Mas como? João Pereira dos Santos e Vera Gouveia Barros assinalam como essencial que se deem incentivos fiscais a proprietários. A investigadora na área da habitação aponta uma medida que poderia funcionar para libertar casas: a redução do Imposto Municipal sobre as Transmissões Onerosas de Imóveis (IMT). Esta é, segundo a especialista, um possível passo para solucionar outro problema: a subocupação das casas.
As várias análises feitas por Vera Gouveia Barros notam um padrão: muitas vezes existem as casas suficientes, só que há uma subocupação dos espaços. O mesmo é dizer que uma pessoa ou duas podem viver num T4 ou T5 quando, na realidade, não precisam de todos esses quartos. A sugestão passa por beneficiar o IMT de pessoas que vendam estes imóveis para transitarem para outros mais adequados à tipologia.
Benefícios esses que, para a especialista, também deviam chegar para a reabilitação urbana, que deverá ser uma das apostas do Governo, com a criação de incentivos fiscais para o arrendamento de casas até então devolutas. Incentivos que devem chegar também para o mercado de arrendamento de casas até aqui destinadas a Alojamento Local, além de estímulos para construção de novas habitações, nomeadamente tendo em vista o aumento da oferta pública de renda acessível. Neste ponto devem ser aumentados os solos e edifícios para habitação. Em cima da mesa estão ainda outros apoios diretos às famílias mais afetadas, nomeadamente aquelas cuja taxa de esforço tenha aumentado para níveis alarmantes na sequência da subida das taxas de juro do crédito à habitação ou a quem procure uma renda acessível.

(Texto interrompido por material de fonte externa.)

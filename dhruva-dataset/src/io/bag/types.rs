//! Core data types for bag file format.

use nalgebra::{Quaternion, UnitQuaternion, Vector3};
use serde::{Deserialize, Serialize};
use std::path::PathBuf;

use crate::core::types::{PointCloud3D, RigidTransform, Stamped};

/// Magic bytes at start of bag file.
pub const BAG_MAGIC: [u8; 4] = *b"DBAG";

/// Current bag file format version.
pub const BAG_VERSION: u16 = 2;

/// Size of the bag file header in bytes.
pub const HEADER_SIZE: usize = 64;

/// Upper bound on a single serialized message.
pub const MAX_MESSAGE_BYTES: usize = 64 * 1024 * 1024;

/// Bag file header (64 bytes fixed size).
///
/// Stored at the beginning of every bag file. Contains metadata
/// about the recording.
#[derive(Debug, Clone, Serialize, Deserialize)]
pub struct BagHeader {
    /// Magic bytes: "DBAG"
    pub magic: [u8; 4],
    /// File format version
    pub version: u16,
    /// Feature flags (unused, 0)
    pub flags: u16,
    /// Timestamp of first message (microseconds since epoch)
    pub start_time_us: u64,
    /// Timestamp of last message (microseconds since epoch)
    pub end_time_us: u64,
    /// Total number of messages in the file
    pub message_count: u64,
    /// Number of pose sample messages
    pub pose_count: u64,
    /// Number of point cloud messages
    pub cloud_count: u64,
    /// Reserved for future use
    pub reserved: [u8; 4],
}

impl BagHeader {
    /// Create a new header with default values.
    pub fn new() -> Self {
        Self {
            magic: BAG_MAGIC,
            version: BAG_VERSION,
            flags: 0,
            start_time_us: 0,
            end_time_us: 0,
            message_count: 0,
            pose_count: 0,
            cloud_count: 0,
            reserved: [0; 4],
        }
    }

    /// Check if magic bytes are valid.
    pub fn is_valid(&self) -> bool {
        self.magic == BAG_MAGIC
    }

    /// Get recording duration in microseconds.
    pub fn duration_us(&self) -> u64 {
        self.end_time_us.saturating_sub(self.start_time_us)
    }

    /// Get recording duration in seconds.
    pub fn duration_secs(&self) -> f64 {
        self.duration_us() as f64 / 1_000_000.0
    }
}

impl Default for BagHeader {
    fn default() -> Self {
        Self::new()
    }
}

/// Raw 6-DOF pose reported by the sensor (odometry, not yet corrected).
#[derive(Debug, Clone, Copy, PartialEq, Serialize, Deserialize)]
pub struct PoseSample {
    /// Position [x, y, z] in meters
    pub translation: [f64; 3],
    /// Orientation quaternion [x, y, z, w]
    pub rotation: [f64; 4],
}

impl PoseSample {
    pub fn identity() -> Self {
        Self {
            translation: [0.0; 3],
            rotation: [0.0, 0.0, 0.0, 1.0],
        }
    }

    pub fn from_transform(transform: &RigidTransform) -> Self {
        let t = transform.translation();
        let q = transform.rotation().quaternion();
        Self {
            translation: [t.x, t.y, t.z],
            rotation: [q.i, q.j, q.k, q.w],
        }
    }

    /// Convert to a rigid transform.
    ///
    /// The quaternion is normalized; a degenerate (near zero) quaternion
    /// is read as identity rotation.
    pub fn to_transform(&self) -> RigidTransform {
        let [x, y, z, w] = self.rotation;
        let rotation = UnitQuaternion::try_new(Quaternion::new(w, x, y, z), 1e-12)
            .unwrap_or_else(UnitQuaternion::identity);
        let [tx, ty, tz] = self.translation;
        RigidTransform::new(rotation, Vector3::new(tx, ty, tz))
    }
}

/// Message types stored in bag files.
#[derive(Debug, Clone, PartialEq, Serialize, Deserialize)]
pub enum BagMessage {
    /// Raw sensor pose sample
    PoseSample(Stamped<PoseSample>),
    /// Point cloud in the sensor frame
    PointCloud(Stamped<PointCloud3D>),
}

impl BagMessage {
    /// Get the timestamp of this message in microseconds.
    pub fn timestamp_us(&self) -> u64 {
        match self {
            BagMessage::PoseSample(msg) => msg.timestamp_us,
            BagMessage::PointCloud(msg) => msg.timestamp_us,
        }
    }

    /// Get the sequence number of this message.
    pub fn seq(&self) -> u64 {
        match self {
            BagMessage::PoseSample(msg) => msg.seq,
            BagMessage::PointCloud(msg) => msg.seq,
        }
    }

    pub fn is_pose_sample(&self) -> bool {
        matches!(self, BagMessage::PoseSample(_))
    }

    pub fn is_point_cloud(&self) -> bool {
        matches!(self, BagMessage::PointCloud(_))
    }

    pub fn as_pose_sample(&self) -> Option<&Stamped<PoseSample>> {
        match self {
            BagMessage::PoseSample(msg) => Some(msg),
            _ => None,
        }
    }

    pub fn as_point_cloud(&self) -> Option<&Stamped<PointCloud3D>> {
        match self {
            BagMessage::PointCloud(msg) => Some(msg),
            _ => None,
        }
    }
}

/// Information about a bag file.
///
/// Returned after recording or when inspecting a bag file.
#[derive(Debug, Clone)]
pub struct BagInfo {
    /// Path to the bag file
    pub path: PathBuf,
    /// Recording duration in microseconds
    pub duration_us: u64,
    /// Total number of messages
    pub message_count: u64,
    /// File size in bytes
    pub file_size_bytes: u64,
    /// Number of pose sample messages
    pub pose_count: u64,
    /// Number of point cloud messages
    pub cloud_count: u64,
}

impl BagInfo {
    /// Get recording duration in seconds.
    pub fn duration_secs(&self) -> f64 {
        self.duration_us as f64 / 1_000_000.0
    }

    /// Get file size in megabytes.
    pub fn file_size_mb(&self) -> f64 {
        self.file_size_bytes as f64 / 1_048_576.0
    }

    /// Get average message rate in Hz.
    pub fn message_rate_hz(&self) -> f64 {
        if self.duration_us == 0 {
            0.0
        } else {
            self.message_count as f64 / self.duration_secs()
        }
    }
}
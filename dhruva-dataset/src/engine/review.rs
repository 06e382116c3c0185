//! Human review of registration results.
//!
//! When review is enabled, every registration attempt is shown to an
//! operator who either accepts it or asks for another attempt. The pipeline
//! only sees the [`ReviewPort`] trait; the console implementation is what
//! the binary wires in, scripted reviewers are what tests wire in.

use std::collections::VecDeque;
use std::io::{BufRead, Write};
use std::path::PathBuf;
use std::process::{Child, Command};

use thiserror::Error;

use crate::core::types::RigidTransform;

/// Operator's decision on one registration attempt.
#[derive(Debug, Clone, Copy, PartialEq, Eq)]
pub enum ReviewVerdict {
    Accepted,
    /// Try again from a perturbed initial guess.
    Rejected,
}

/// One registration attempt presented for review.
#[derive(Debug, Clone)]
pub struct ReviewRequest {
    pub scan_index: usize,
    /// 1-based attempt number for this scan.
    pub attempt: u32,
    /// Refined transform produced by this attempt.
    pub transform: RigidTransform,
    /// Merged reference + aligned cloud, if one was written.
    pub merged_cloud: Option<PathBuf>,
}

#[derive(Error, Debug)]
pub enum ReviewError {
    #[error("review channel I/O error: {0}")]
    Io(#[from] std::io::Error),

    #[error("no scripted verdict left for scan {0}")]
    Exhausted(usize),
}

/// Capability to ask for a verdict on a registration attempt.
pub trait ReviewPort {
    /// Block until a verdict is available.
    fn review(&mut self, request: &ReviewRequest) -> Result<ReviewVerdict, ReviewError>;
}

/// Interactive reviewer on a text console.
///
/// Optionally launches an external viewer on the merged cloud, then reads
/// one line: `y`/`Y` means the odometry needs adjustment, anything else
/// accepts it. Viewers run in the background and are reaped once they exit.
pub struct ConsoleReviewer<R, W> {
    input: R,
    output: W,
    viewer_command: Option<String>,
    viewers: Vec<Child>,
}

impl ConsoleReviewer<std::io::StdinLock<'static>, std::io::Stdout> {
    /// Reviewer on the process's stdin/stdout.
    pub fn stdio(viewer_command: Option<String>) -> Self {
        Self::new(std::io::stdin().lock(), std::io::stdout(), viewer_command)
    }
}

impl<R: BufRead, W: Write> ConsoleReviewer<R, W> {
    pub fn new(input: R, output: W, viewer_command: Option<String>) -> Self {
        Self {
            input,
            output,
            viewer_command,
            viewers: Vec::new(),
        }
    }

    /// Viewer processes that have not exited yet.
    pub fn running_viewers(&mut self) -> usize {
        self.reap_viewers();
        self.viewers.len()
    }

    fn reap_viewers(&mut self) {
        self.viewers.retain_mut(|child| match child.try_wait() {
            Ok(Some(status)) => {
                log::debug!("Viewer {} exited with {}", child.id(), status);
                false
            }
            Ok(None) => true,
            Err(e) => {
                log::warn!("Lost track of viewer {}: {}", child.id(), e);
                false
            }
        });
    }

    fn launch_viewer(&mut self, request: &ReviewRequest) {
        self.reap_viewers();
        let (Some(command), Some(path)) = (&self.viewer_command, &request.merged_cloud) else {
            return;
        };
        let mut parts = command.split_whitespace();
        let Some(program) = parts.next() else {
            return;
        };
        match Command::new(program).args(parts).arg(path).spawn() {
            Ok(child) => {
                log::debug!("Launched `{}` on {}", program, path.display());
                self.viewers.push(child);
            }
            Err(e) => log::warn!("Failed to launch viewer `{}`: {}", program, e),
        }
    }
}

impl<R: BufRead, W: Write> ReviewPort for ConsoleReviewer<R, W> {
    fn review(&mut self, request: &ReviewRequest) -> Result<ReviewVerdict, ReviewError> {
        self.launch_viewer(request);

        let (t, [roll, pitch, yaw]) = request.transform.decompose();
        writeln!(
            self.output,
            "Scan {} attempt {}: t=({:.3}, {:.3}, {:.3}) rpy=({:.3}, {:.3}, {:.3})",
            request.scan_index, request.attempt, t.x, t.y, t.z, roll, pitch, yaw
        )?;
        write!(self.output, "Enter (y) if odom need adjustment : ")?;
        self.output.flush()?;

        let mut line = String::new();
        if self.input.read_line(&mut line)? == 0 {
            log::warn!("Review input closed, accepting scan {}", request.scan_index);
            return Ok(ReviewVerdict::Accepted);
        }

        match line.trim() {
            "y" | "Y" => Ok(ReviewVerdict::Rejected),
            _ => Ok(ReviewVerdict::Accepted),
        }
    }
}

/// Replays a fixed sequence of verdicts.
///
/// Records every request it sees, so callers can check what was reviewed.
#[derive(Debug, Default)]
pub struct ScriptedReviewer {
    verdicts: VecDeque<ReviewVerdict>,
    requests: Vec<ReviewRequest>,
}

impl ScriptedReviewer {
    pub fn new(verdicts: impl IntoIterator<Item = ReviewVerdict>) -> Self {
        Self {
            verdicts: verdicts.into_iter().collect(),
            requests: Vec::new(),
        }
    }

    pub fn requests(&self) -> &[ReviewRequest] {
        &self.requests
    }

    pub fn remaining(&self) -> usize {
        self.verdicts.len()
    }
}

impl ReviewPort for ScriptedReviewer {
    fn review(&mut self, request: &ReviewRequest) -> Result<ReviewVerdict, ReviewError> {
        self.requests.push(request.clone());
        self.verdicts
            .pop_front()
            .ok_or(ReviewError::Exhausted(request.scan_index))
    }
}
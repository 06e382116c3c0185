//! Persisted form of a corrected pose.
//!
//! One record per scan index, stored as a single human-readable line:
//!
//! ```text
//! Odometry: <x> <y> <z> <roll> <pitch> <yaw>
//! ```
//!
//! Angles are radians. Lines starting with `#` are comments. If the tag
//! appears more than once, the first occurrence wins.

use thiserror::Error;

use super::transform::RigidTransform;
use crate::core::math::canonical_zero;

/// Tag that prefixes the pose line.
pub const ODOMETRY_TAG: &str = "Odometry:";

/// Errors from parsing an odometry record.
#[derive(Error, Debug, Clone, PartialEq)]
pub enum RecordParseError {
    #[error("no `Odometry:` line found")]
    MissingTag,

    #[error("expected 6 values after `Odometry:`, found {0}")]
    WrongFieldCount(usize),

    #[error("invalid number `{0}`")]
    InvalidNumber(String),
}

/// Six-scalar pose: translation in meters and roll/pitch/yaw in radians.
#[derive(Debug, Clone, Copy, PartialEq, Default)]
pub struct OdometryRecord {
    pub x: f64,
    pub y: f64,
    pub z: f64,
    pub roll: f64,
    pub pitch: f64,
    pub yaw: f64,
}

impl OdometryRecord {
    /// Decompose a transform into a record.
    pub fn from_transform(transform: &RigidTransform) -> Self {
        let (t, [roll, pitch, yaw]) = transform.decompose();
        Self {
            x: t.x,
            y: t.y,
            z: t.z,
            roll,
            pitch,
            yaw,
        }
    }

    /// Rebuild the transform this record was decomposed from.
    pub fn to_transform(&self) -> RigidTransform {
        RigidTransform::from_translation_rpy(self.x, self.y, self.z, self.roll, self.pitch, self.yaw)
    }

    /// The six values in file order.
    pub fn values(&self) -> [f64; 6] {
        [self.x, self.y, self.z, self.roll, self.pitch, self.yaw]
    }

    /// Norm of the translation part.
    pub fn translation_norm(&self) -> f64 {
        (self.x * self.x + self.y * self.y + self.z * self.z).sqrt()
    }

    /// Format as the tagged record line (no trailing newline).
    ///
    /// Values use the shortest representation that parses back to the same
    /// `f64`, and `-0` is written as `0`.
    pub fn to_line(&self) -> String {
        let fields: Vec<String> = self
            .values()
            .iter()
            .map(|v| canonical_zero(*v).to_string())
            .collect();
        format!("{} {}", ODOMETRY_TAG, fields.join(" "))
    }

    /// Parse the first tagged line of `text`, skipping `#` comments.
    pub fn parse(text: &str) -> Result<Self, RecordParseError> {
        let line = text
            .lines()
            .map(str::trim)
            .filter(|l| !l.starts_with('#'))
            .find_map(|l| l.strip_prefix(ODOMETRY_TAG))
            .ok_or(RecordParseError::MissingTag)?;

        let values = line
            .split_whitespace()
            .map(|tok| {
                tok.parse::<f64>()
                    .map_err(|_| RecordParseError::InvalidNumber(tok.to_string()))
            })
            .collect::<Result<Vec<f64>, _>>()?;

        match values[..] {
            [x, y, z, roll, pitch, yaw] => Ok(Self {
                x,
                y,
                z,
                roll,
                pitch,
                yaw,
            }),
            _ => Err(RecordParseError::WrongFieldCount(values.len())),
        }
    }
}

Vera Gouveia Barros vê um subsídio como uma boa ideia, mas alerta para os moldes em que o mesmo pode ser atribuído, defendendo que se crie um mecanismo de proteção dos inquilinos. "Imaginemos que os potenciais inquilinos estavam dispostos a pagar uma renda de 500 euros. Se agora têm um subsídio de 200 euros vão estar dispostos a pagar 700 euros, pelo que o senhorio tem um poder negocial", nota, referindo que "uma medida pensada para aliviar o fardo dos inquilinos estaria a subsidiar senhorios".
Sejam quais forem, para Vera Gouveia Barros as medidas devem trazer, sobretudo no caso dos arrendamentos, um sentimento de confiança entre as diferentes partes: "Se estiver constantemente a fazer alterações legislativas estou a introduzir insegurança, o que traz um preço alto".
Os milhões do PRR (que são menos que no início)
São mais de mil milhões que o Plano de Recuperação e Resiliência prevê para investimento na habitação, grande parte destinado para o Programa de Apoio ao Acesso à Habitação. Um valor acordado ainda antes da subida da inflação e da guerra na Ucrânia, e que pode hoje significar muito menos ajuda do que há uns meses.
João Pereira dos Santos vê no programa um importante incentivo, mas destaca que os materiais de construção custam atualmente muito mais do que antes da guerra. De acordo com o Instituto Nacional de Estatística, construir uma casa nova custou em dezembro de 2022 mais 6,8% do que em 2021, número que até ficou abaixo de valores registados noutros meses (chegou a ser 18,6% mais caro). Ora, isso tem uma consequência clara: "Desde o momento em que foram calculados até ao momento em que serão executados o preço dos materiais aumentou consideravelmente, e isso tem efeitos no número de casas que poderão ser construídas", afirma o economista, que tem "muitas dúvidas que alguns municípios tenham capacidade para executar tudo o que está previsto".
Ainda assim, e mesmo admitindo um cenário ideal em que todo o valor é executado aos níveis que se pensava inicialmente, o especialista defende que continua a ser pouco, apontando os exemplos de outros países como Dinamarca ou Países Baixos, que têm uma forte presença de habitação pública, de acordo com o estudo de 2021 da Housing Europe, da União Europeia. Nessa tabela Portugal é dos países com pior resultado, com apenas 2% de habitação pública.
"O nosso mercado de habitação pública é extremamente baixo, está na ordem dos 2%. O objetivo é aumentar para os 5%, mais do que duplicar, e mesmo assim, 5% é bastante abaixo da média dos países da União Europeia", acrescenta.